Selon Franceinfo - Culture, le premier salon de la BD érotique se tiendra dimanche 28 juin à La Bellevilloise, à Paris. Cette initiative est le reflet d'une génération qui « dépoussière » le genre, indique Anne Hautecoeur, directrice de La Musardine, libraire-éditeur historique dans la littérature érotique, qui co-organise l'évènement avec la journaliste et autrice Flore Cherry.

Cette génération, notamment nourrie aux mangas, est celle d'autrices qui s'imposent dans la BD érotique franco-belge et d'un lectorat de plus en plus jeune et féminin. S'il reste difficile de chiffrer l'ampleur du phénomène, la tendance est bien là : il y a un regain d'intérêt pour la BD érotique qui reste toutefois « un marché de niche ».

Ce qu'il faut retenir

  • Le premier salon de la BD érotique se tiendra dimanche 28 juin à La Bellevilloise, à Paris.
  • La génération actuelle de créatrices de BD érotique est marquée par une présence accrue de femmes.
  • Le marché de la BD érotique a longtemps été dominé par des hommes, mais les femmes commencent à prendre leur place.
  • Les autrices apportent une vision plus réaliste de la sexualité et une approche plus universelle.
  • La BD érotique constitue un terrain de jeu créatif pour les artistes, avec une plus grande place faite au consentement et à la diversité.

Un mouvement artistique éminemment sociétal

Les femmes apportent une vision plus réaliste de la sexualité, selon Inès Allahverdian, co-autrice de Slow Kama Sutra. « On essaie de ramener l'église au milieu du village. On a encore un point de vue très biaisé par le porno et toutes ces mouvances aujourd'hui, comme le masculinisme. Il n'y a pas ce rapport équilibré entre les hommes et les femmes ».

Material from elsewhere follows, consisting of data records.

//! Process configuration
//!
//! Connection parameters and cache settings come from the environment
//! (optionally seeded from a `.env` file). Secrets are never printed: the
//! `Debug` output of [`WarehouseConfig`] redacts the token.

use crate::cache::CacheConfig;
use crate::error::{Result, WarehouseError};
use serde::{Deserialize, Serialize};
use std::fmt;
use std::str::FromStr;
use std::time::Duration;
use tracing::debug;

/// How the bearer token in [`WarehouseConfig::token`] was issued
#[derive(Debug, Clone, Copy, PartialEq, Eq, Serialize, Deserialize)]
#[serde(rename_all = "snake_case")]
pub enum TokenType {
    OAuth,
    KeyPairJwt,
    ProgrammaticAccessToken,
}

impl TokenType {
    /// Value of the `X-Snowflake-Authorization-Token-Type` header
    pub fn header_value(&self) -> &'static str {
        match self {
            TokenType::OAuth => "OAUTH",
            TokenType::KeyPairJwt => "KEYPAIR_JWT",
            TokenType::ProgrammaticAccessToken => "PROGRAMMATIC_ACCESS_TOKEN",
        }
    }
}

impl FromStr for TokenType {
    type Err = WarehouseError;

    fn from_str(s: &str) -> Result<Self> {
        match s.trim().to_ascii_lowercase().as_str() {
            "oauth" => Ok(TokenType::OAuth),
            "keypair_jwt" | "jwt" => Ok(TokenType::KeyPairJwt),
            "programmatic_access_token" | "pat" => Ok(TokenType::ProgrammaticAccessToken),
            other => Err(WarehouseError::ConfigError(format!(
                "unknown token type '{}'",
                other
            ))),
        }
    }
}

/// Connection parameters for the Snowflake warehouse
#[derive(Clone, Serialize, Deserialize)]
pub struct WarehouseConfig {
    /// Account identifier, e.g. `myorg-myaccount`
    pub account: String,
    /// Principal the token was issued to
    pub user: String,
    /// Bearer token; never logged or serialized
    #[serde(skip_serializing, default)]
    pub token: String,
    pub token_type: TokenType,
    /// Compute resource that runs the statements
    pub warehouse: String,
    pub database: String,
    pub schema: String,
    pub role: Option<String>,
    /// Overrides `https://<account>.snowflakecomputing.com`
    pub endpoint: Option<String>,
    pub connect_timeout: Duration,
    pub query_timeout: Duration,
    /// Delay between polls of a statement still executing
    pub poll_interval: Duration,
}

impl WarehouseConfig {
    pub fn new(
        account: impl Into<String>,
        user: impl Into<String>,
        token: impl Into<String>,
        warehouse: impl Into<String>,
        database: impl Into<String>,
        schema: impl Into<String>,
    ) -> Self {
        Self {
            account: account.into(),
            user: user.into(),
            token: token.into(),
            token_type: TokenType::OAuth,
            warehouse: warehouse.into(),
            database: database.into(),
            schema: schema.into(),
            role: None,
            endpoint: None,
            connect_timeout: Duration::from_secs(10),
            query_timeout: Duration::from_secs(60),
            poll_interval: Duration::from_millis(500),
        }
    }

    pub fn with_endpoint(mut self, endpoint: impl Into<String>) -> Self {
        self.endpoint = Some(endpoint.into());
        self
    }

    pub fn with_role(mut self, role: impl Into<String>) -> Self {
        self.role = Some(role.into());
        self
    }

    pub fn with_token_type(mut self, token_type: TokenType) -> Self {
        self.token_type = token_type;
        self
    }

    pub fn with_timeouts(mut self, connect: Duration, query: Duration) -> Self {
        self.connect_timeout = connect;
        self.query_timeout = query;
        self
    }

    pub fn with_poll_interval(mut self, interval: Duration) -> Self {
        self.poll_interval = interval;
        self
    }

    /// Base URL of the SQL API, without a trailing slash
    pub fn base_url(&self) -> String {
        match &self.endpoint {
            Some(endpoint) => endpoint.trim_end_matches('/').to_string(),
            None => format!("https://{}.snowflakecomputing.com", self.account),
        }
    }

    /// Read the configuration from the process environment
    pub fn from_env() -> Result<Self> {
        Self::from_lookup(|key| std::env::var(key).ok())
    }

    /// Read the configuration through an arbitrary key lookup
    pub fn from_lookup<F>(lookup: F) -> Result<Self>
    where
        F: Fn(&str) -> Option<String>,
    {
        let required = |key: &str| {
            lookup(key)
                .filter(|v| !v.trim().is_empty())
                .ok_or_else(|| WarehouseError::ConfigError(format!("{} is not set", key)))
        };

        let mut config = Self::new(
            required("SNOWFLAKE_ACCOUNT")?,
            required("SNOWFLAKE_USER")?,
            required("SNOWFLAKE_TOKEN")?,
            required("SNOWFLAKE_WAREHOUSE")?,
            required("SNOWFLAKE_DATABASE")?,
            required("SNOWFLAKE_SCHEMA")?,
        );

        if let Some(token_type) = lookup("SNOWFLAKE_TOKEN_TYPE") {
            config.token_type = token_type.parse()?;
        }
        config.role = lookup("SNOWFLAKE_ROLE").filter(|v| !v.trim().is_empty());
        config.endpoint = lookup("SNOWFLAKE_ENDPOINT").filter(|v| !v.trim().is_empty());
        if let Some(secs) = parse_secs(&lookup, "SNOWFLAKE_CONNECT_TIMEOUT_SECS")? {
            config.connect_timeout = secs;
        }
        if let Some(secs) = parse_secs(&lookup, "SNOWFLAKE_QUERY_TIMEOUT_SECS")? {
            config.query_timeout = secs;
        }

        config.validate()?;
        debug!("Loaded warehouse configuration: {:?}", config);
        Ok(config)
    }

    /// Validate the configuration
    pub fn validate(&self) -> Result<()> {
        for (name, value) in [
            ("account", &self.account),
            ("user", &self.user),
            ("token", &self.token),
            ("warehouse", &self.warehouse),
            ("database", &self.database),
            ("schema", &self.schema),
        ] {
            if value.trim().is_empty() {
                return Err(WarehouseError::ConfigError(format!("{} must not be empty", name)));
            }
        }
        if self.connect_timeout.is_zero() || self.query_timeout.is_zero() {
            return Err(WarehouseError::ConfigError(
                "timeouts must be greater than 0".to_string(),
            ));
        }
        Ok(())
    }
}

impl fmt::Debug for WarehouseConfig {
    fn fmt(&self, f: &mut fmt::Formatter<'_>) -> fmt::Result {
        f.debug_struct("WarehouseConfig")
            .field("account", &self.account)
            .field("user", &self.user)
            .field("token", &"<redacted>")
            .field("token_type", &self.token_type)
            .field("warehouse", &self.warehouse)
            .field("database", &self.database)
            .field("schema", &self.schema)
            .field("role", &self.role)
            .field("endpoint", &self.endpoint)
            .field("connect_timeout", &self.connect_timeout)
            .field("query_timeout", &self.query_timeout)
            .finish()
    }
}

/// Everything the process needs at start-up
#[derive(Debug, Clone)]
pub struct Settings {
    pub warehouse: WarehouseConfig,
    pub cache: CacheConfig,
}

impl Settings {
    /// Load `.env` (if present) and then read both sections from the environment
    pub fn load() -> Result<Self> {
        if let Ok(path) = dotenv::dotenv() {
            debug!("Loaded environment from {}", path.display());
        }
        Self::from_lookup(|key| std::env::var(key).ok())
    }

    pub fn from_lookup<F>(lookup: F) -> Result<Self>
    where
        F: Fn(&str) -> Option<String>,
    {
        Ok(Self {
            warehouse: WarehouseConfig::from_lookup(&lookup)?,
            cache: CacheConfig::from_lookup(&lookup)?,
        })
    }
}

/// Parse an optional whole-seconds variable
pub(crate) fn parse_secs<F>(lookup: &F, key: &str) -> Result<Option<Duration>>
where
    F: Fn(&str) -> Option<String>,
{
    parse_number::<u64, F>(lookup, key).map(|v| v.map(Duration::from_secs))
}

/// Parse an optional numeric variable
pub(crate) fn parse_number<T, F>(lookup: &F, key: &str) -> Result<Option<T>>
where
    T: FromStr,
    F: Fn(&str) -> Option<String>,
{
    match lookup(key) {
        None => Ok(None),
        Some(raw) if raw.trim().is_empty() => Ok(None),
        Some(raw) => raw.trim().parse::<T>().map(Some).map_err(|_| {
            WarehouseError::ConfigError(format!("{} must be a non-negative integer, got '{}'", key, raw))
        }),
    }
}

Ce constat peut s'étendre « à la communauté queer où l'on ne prend pas toujours en compte le consentement des autres. Il y a un rapport de domination encore très fort aujourd'hui », note Thomas Ménétrey, éditeur des éditions Labrys. Les autrices font évoluer cette question du consentement, avec une plus grande place faite au consentement dans les fantasmes des femmes.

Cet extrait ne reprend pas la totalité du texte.